▽

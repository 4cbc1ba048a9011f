//! Error types for the contacts directory.

use thiserror::Error;

/// Errors that can occur in contacts operations.
///
/// Age, sorting and reconciliation never fail; only constructors, config
/// loading and the directory seam produce these.
#[derive(Error, Debug)]
pub enum ContactsError {
    #[error("Configuration error: {0}")]
    Config(String),

    #[error("Invalid date: month {month}, day {day}")]
    InvalidDate { month: u32, day: u32 },

    #[error("Unknown timezone '{0}'")]
    UnknownTimezone(String),

    #[error("Contact not found: {0}")]
    NotFound(String),

    #[error("Directory error: {0}")]
    Directory(String),

    #[error("IO error: {0}")]
    Io(#[from] std::io::Error),
}

/// Result type alias for contacts operations.
pub type ContactsResult<T> = Result<T, ContactsError>;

△

Task to complete> Every line must be copied exactly as it stands above.

The answer>
repository 4cbc1ba048a9011f
//! Error types for the contacts directory.

use thiserror::Error;

/// Errors that can occur in contacts operations.
///
/// Age, sorting and reconciliation never fail; only constructors, config
/// loading and the directory seam produce these.
#[derive(Error, Debug)]
pub enum ContactsError {
    #[error("Configuration error: {0}")]
    Config(String),

    #[error("Invalid date: month {month}, day {day}")]
    InvalidDate { month: u32, day: u32 },

    #[error("Unknown timezone '{0}'")]
    UnknownTimezone(String),

    #[error("Contact not found: {0}")]
    NotFound(String),

    #[error("Directory error: {0}")]
    Directory(String),

    #[error("IO error: {0}")]
    Io(#[from] std::io::Error),
}

/// Result type alias for contacts operations.
pub type ContactsResult<T> = Result<T, ContactsError>;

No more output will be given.